The Volcker Rule, or Dodd-Frank §619,[2] generally prohibits proprietary short-term trading by banks, as well as certain fund investments by banks. On December 10, 2013, five agencies[3] issued the final regulation implementing the Volcker Rule. With a number of exceptions, banks may not “retain any ownership interest” in covered funds. §___.10(a) [4]. An issuer is generally a covered fund if it would be an investment company, as defined in the Investment Company Act of 1940, but for section 3(c)(1) or 3(c)(7) of that Act. §___.10(b).[5] Notwithstanding section 3(c)(1) or 3(c)(7), the issuing entity for asset-backed securities will not be a covered fund if its assets or holdings are comprised solely of loans, qualifying interest rate and foreign exchange derivatives, and certain other assets. §___.10(c)(8)(i). Loans are defined as “any loan, lease, extension of credit, or secured or unsecured receivable that is not a security or derivative.” §___.2(s). Thus, banks may issue, or invest in, CDOs backed by such assets.

An issuer of asset-backed securities could, however, be a covered fund if the fund holds derivatives, commodity forward contracts, or securities. §___.10(c)(8)(ii). Security has the meaning specified in section 3(a)(10) of the Exchange Act.[6] There is a limited exception to this rule for securities that are a type of cash equivalent or a security received in lieu of debts previously contracted with respect to the loans supporting the asset-backed security. §___.10(c)(8)(iii).[7] The ABA is concerned that bank investments in CDO or other asset-backed securities holding TruPS (“Pooled TruPS”) could be treated as prohibited covered fund investments, requiring potential divestment, which, in turn, might require immediate write-downs of losses that could potentially arise out of the divestments.

TruPS are created when a bank issues debt to a trust, which then issues the TruPS to investors. They were popular for a variety of reasons, including favorable tax and accounting treatment and certain advantages afforded to them under an earlier version of the Basel capital rules. To make TruPS more marketable, banks, insurance companies, and other issuers often pooled their TruPS together and issued an asset-backed security, such as a CDO backed by the pool, and many banks also invested in such issuances.[8]

Prior to the lawsuit, banking regulators had responded to the ABA’s concerns by reminding banks that the term “ownership interest” is a term of art, and that banks should review whether their investments in Pooled TruPS were prohibited ownership interests and, if so, to consider restructuring the investment to avoid such ownership interests.
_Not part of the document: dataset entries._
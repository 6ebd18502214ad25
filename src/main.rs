use std::io::IsTerminal;
use std::path::PathBuf;
use std::process::ExitCode;

use anyhow::Context;
use clap::{Parser, ValueEnum};
use tracing_subscriber::EnvFilter;

use monkey::compiler::{self, Bytecode};
use monkey::diagnostic::{ansi::AnsiRenderer, json};
use monkey::object::Value;
use monkey::repl::ends_in_value;
use monkey::{Engine, Session, SessionError, parse_source};

#[derive(Debug, Clone, Copy, PartialEq, Eq, ValueEnum)]
enum Emit {
    /// Syntax tree as JSON
    Ast,
    /// Disassembled instructions and constant pool
    Bytecode,
}

#[derive(Parser)]
#[command(
    name = "monkey",
    version,
    about = "Bytecode compiler and virtual machine for the Monkey language"
)]
struct Cli {
    /// Source file to run; starts the REPL when neither FILE nor -e is given
    file: Option<PathBuf>,

    /// Run CODE instead of a file
    #[arg(short = 'e', long = "eval", value_name = "CODE", conflicts_with = "file")]
    code: Option<String>,

    /// Execution backend
    #[arg(long, value_enum, default_value_t = Engine::Vm)]
    engine: Engine,

    /// Print an intermediate form instead of running
    #[arg(long, value_enum)]
    emit: Option<Emit>,

    /// Report errors as JSON, one object per line
    #[arg(long)]
    json: bool,

    /// Debug logging for this crate (overrides MONKEY_LOG)
    #[arg(short, long)]
    verbose: bool,
}

fn init_logging(verbose: bool) {
    let filter = if verbose {
        EnvFilter::new("monkey=debug")
    } else {
        EnvFilter::try_from_env("MONKEY_LOG").unwrap_or_else(|_| EnvFilter::new("warn"))
    };
    tracing_subscriber::fmt()
        .with_env_filter(filter)
        .with_writer(std::io::stderr)
        .init();
}

fn main() -> anyhow::Result<ExitCode> {
    let cli = Cli::parse();
    init_logging(cli.verbose);

    let use_color = std::io::stderr().is_terminal() && std::env::var_os("NO_COLOR").is_none();

    let source = match (&cli.code, &cli.file) {
        (Some(code), _) => code.clone(),
        (None, Some(path)) => std::fs::read_to_string(path)
            .with_context(|| format!("cannot read {}", path.display()))?,
        (None, None) => {
            monkey::repl::start(cli.engine, use_color)?;
            return Ok(ExitCode::SUCCESS);
        }
    };

    match execute(&cli, &source) {
        Ok(()) => Ok(ExitCode::SUCCESS),
        Err(e) => {
            report(&e, &source, cli.json, use_color);
            Ok(ExitCode::FAILURE)
        }
    }
}

fn execute(cli: &Cli, source: &str) -> anyhow::Result<()> {
    let program = parse_source(source)?;
    match cli.emit {
        Some(Emit::Ast) => {
            println!("{}", serde_json::to_string_pretty(&program)?);
        }
        Some(Emit::Bytecode) => {
            let bytecode = compiler::compile(&program).map_err(SessionError::from)?;
            print!("{}", disassemble(&bytecode));
        }
        None => {
            let mut session = Session::new(cli.engine);
            let value = session.run(&program)?;
            // Scripts that end in `puts(...)` should not also print `null`
            if !matches!(value, Value::Null) && ends_in_value(&program) {
                println!("{}", value);
            }
        }
    }
    Ok(())
}

fn disassemble(bytecode: &Bytecode) -> String {
    let mut out = bytecode.instructions.to_string();
    if bytecode.constants.is_empty() {
        return out;
    }
    out.push_str("constants:\n");
    for (i, constant) in bytecode.constants.iter().enumerate() {
        match constant {
            Value::CompiledFunction(func) => {
                out.push_str(&format!(
                    "{:4}: fn params={} locals={}\n",
                    i, func.num_parameters, func.num_locals
                ));
                for line in func.instructions.to_string().lines() {
                    out.push_str(&format!("      {}\n", line));
                }
            }
            Value::Text(s) => out.push_str(&format!("{:4}: {:?}\n", i, s)),
            other => out.push_str(&format!("{:4}: {}\n", i, other)),
        }
    }
    out
}

fn report(e: &anyhow::Error, source: &str, as_json: bool, use_color: bool) {
    let Some(session_err) = e.downcast_ref::<SessionError>() else {
        eprintln!("error: {:#}", e);
        return;
    };
    let renderer = AnsiRenderer { use_color };
    for d in session_err.diagnostics(source) {
        if as_json {
            eprintln!("{}", json::render(&d));
        } else {
            eprint!("{}", renderer.render(&d));
        }
    }
}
The regulators noted a number of considerations in making that judgment.[9] The banking regulators also noted that Pooled TruPS could be restructured to no longer be a covered fund, stating that if a Pooled TruPS “could rely on any exclusion or exemption from the definition of ‘investment company’ under the Investment Company Act other than the exclusions contained in section 3(c)(1) or 3(c)(7) of that Act...at the end of the conformance period, no further action is necessary, and the banking entity does not need to divest its holdings...”[10]

The above guidance was far short of the clear exemption asked for by the ABA. The ABA argues that investments in Pooled TruPS are akin to debt holdings, and should not be characterized as an “ownership interest” in a covered fund, which they believe was reserved for equity-like investments. The ABA’s petition states that “debt instruments such as TruPS-backed CDOs...are not generally understood to be equity interests or substantially similar to equity interests...Unlike equity interests, community banks did not acquire TruPS-backed CDOs hoping to profit from fluctuations in market value; they instead expected to receive a fixed income akin to that generated by other debt instruments.” [11]

On December 27, the five agencies that adopted the Volcker Rule issued an interagency statement announcing that they are currently reviewing the TruPS matter and intend to address it no later than January 15, 2014.

Why You Should Care:
This is a matter of importance to financial institutions that invest in Pooled TruPS. A favorable judicial resolution of the ABA’s application for a stay could be of substantial assistance to any such institution. The ABA lawsuit also could shed light on how courts might interpret aspects of the Volcker Rule and respond to lawsuits challenging its controversial aspects.

The lawsuit raises substantial questions of a type we assume will be raised in subsequent litigation, whether by the ABA or others. The Volcker Rule necessitated numerous choices on the part of the regulators tasked with implementing the statute via the final regulation and ongoing interpretations. To the extent such choices are perceived to have been made in an arbitrary and unreasoned manner, they will lead to legal challenges. Banks and fund sponsors may wish to monitor such challenges and the success of their arguments to ensure they are undertaking appropriate conformance efforts with the Volcker Rule and to react, on an informed basis, to the conformance efforts of others.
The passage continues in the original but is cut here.